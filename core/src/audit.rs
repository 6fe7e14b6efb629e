//! Audit trail: write-only record of every admission attempt and lifecycle action.
//!
//! Entries are appended and never read back by the engine. A failed append must not
//! change an admission decision; callers log the failure and move on.

use crate::types::{ActorId, TerminalId, TicketId};
use chrono::{DateTime, Utc};
use serde::{Deserialize, Serialize};
use std::future::Future;
use std::pin::Pin;
use thiserror::Error;
use uuid::Uuid;

/// What happened.
#[derive(Clone, Copy, Debug, PartialEq, Eq, Hash, Serialize, Deserialize)]
#[serde(rename_all = "SCREAMING_SNAKE_CASE")]
pub enum AuditAction {
    /// A scan was admitted and committed
    ScanAdmitted,
    /// A scan was denied by a business rule
    ScanDenied,
    /// A ticket was cancelled
    TicketCancelled,
    /// A cancellation request was refused
    CancelRefused,
}

/// Who triggered the action.
#[derive(Clone, Debug, PartialEq, Eq, Serialize, Deserialize)]
#[serde(tag = "kind", content = "id", rename_all = "snake_case")]
pub enum AuditSource {
    /// A gate terminal
    Terminal(TerminalId),
    /// An operator
    Operator(ActorId),
}

/// One immutable audit record.
#[derive(Clone, Debug, PartialEq, Eq, Serialize, Deserialize)]
pub struct AuditEntry {
    /// Unique entry id
    pub entry_id: Uuid,
    /// Ticket the action concerns
    pub ticket_id: TicketId,
    /// What happened
    pub action: AuditAction,
    /// True reason code or operator-supplied reason
    pub reason: String,
    /// Terminal or operator responsible
    pub source: AuditSource,
    /// When it happened
    pub recorded_at: DateTime<Utc>,
}

impl AuditEntry {
    /// Create an entry with a fresh id.
    #[must_use]
    pub fn new(
        ticket_id: TicketId,
        action: AuditAction,
        reason: impl Into<String>,
        source: AuditSource,
        recorded_at: DateTime<Utc>,
    ) -> Self {
        Self {
            entry_id: Uuid::new_v4(),
            ticket_id,
            action,
            reason: reason.into(),
            source,
            recorded_at,
        }
    }
}

/// Errors from the audit sink.
#[derive(Error, Debug, Clone, PartialEq, Eq)]
pub enum AuditError {
    /// The sink could not accept the entry.
    #[error("Audit sink unavailable: {0}")]
    Unavailable(String),
}

/// Append-only audit sink.
pub trait AuditLog: Send + Sync {
    /// Append one entry.
    ///
    /// # Errors
    ///
    /// Returns [`AuditError::Unavailable`] if the entry could not be recorded.
    fn append(
        &self,
        entry: AuditEntry,
    ) -> Pin<Box<dyn Future<Output = Result<(), AuditError>> + Send + '_>>;
}
//! Logging init: file under XDG state dir, or graceful fallback to stderr.

use anyhow::Result;
use std::fs;
use std::sync::Mutex;
use tracing_subscriber::EnvFilter;

fn env_filter() -> EnvFilter {
    EnvFilter::try_from_default_env().unwrap_or_else(|_| EnvFilter::new("info,dds=debug"))
}

/// Initialize structured logging to `~/.local/state/dds/dds.log`.
/// On failure (e.g. log dir unwritable), returns Err so the caller can
/// fall back to `init_logging_stderr`.
pub fn init_logging() -> Result<()> {
    let log_dir = xdg::BaseDirectories::with_prefix("dds")?
        .get_state_home()
        .join("dds");
    fs::create_dir_all(&log_dir)?;
    let log_file_path = log_dir.join("dds.log");
    let file = fs::OpenOptions::new()
        .create(true)
        .append(true)
        .open(&log_file_path)?;

    tracing_subscriber::fmt()
        .with_env_filter(env_filter())
        .with_writer(Mutex::new(file))
        .with_ansi(false)
        .init();

    tracing::info!("dds logging initialized at {}", log_file_path.display());
    Ok(())
}

/// Initialize logging to stderr only (no file). Use when `init_logging`
/// fails so the process still gets diagnostics.
pub fn init_logging_stderr() {
    tracing_subscriber::fmt()
        .with_env_filter(env_filter())
        .with_writer(std::io::stderr)
        .with_ansi(false)
        .init();
}
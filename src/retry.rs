//! Bounded retry policy for membership refresh attempts.
//!
//! The group watch loop retries a failed refresh a configured number of
//! times with a fixed delay between attempts. This mirrors the shape of a
//! backoff policy but intentionally keeps the delay flat; the watch loop
//! owns the longer restart delay for watch-stream failures.

use std::time::Duration;

/// Decision returned by the retry policy.
#[derive(Debug, Clone, Copy, PartialEq, Eq)]
pub enum RetryDecision {
    /// Do not retry this failure.
    NoRetry,
    /// Retry after the given delay.
    RetryAfter(Duration),
}

/// Fixed-delay retry policy with a bounded attempt count.
#[derive(Debug, Clone, Copy)]
pub struct RetryPolicy {
    /// Maximum number of attempts (including the first). Treated as at
    /// least 1: a refresh notification always gets one attempt.
    pub max_attempts: u32,
    /// Delay between attempts.
    pub delay: Duration,
}

impl Default for RetryPolicy {
    fn default() -> Self {
        Self {
            max_attempts: 3,
            delay: Duration::from_secs(1),
        }
    }
}

impl RetryPolicy {
    /// Whether to retry after the failure of `attempt` (1-based).
    pub fn decide(&self, attempt: u32) -> RetryDecision {
        if attempt >= self.max_attempts.max(1) {
            RetryDecision::NoRetry
        } else {
            RetryDecision::RetryAfter(self.delay)
        }
    }
}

• The task:
State the number of lines in the records that include the string "TicketId", without any other words.

• Answer box:
3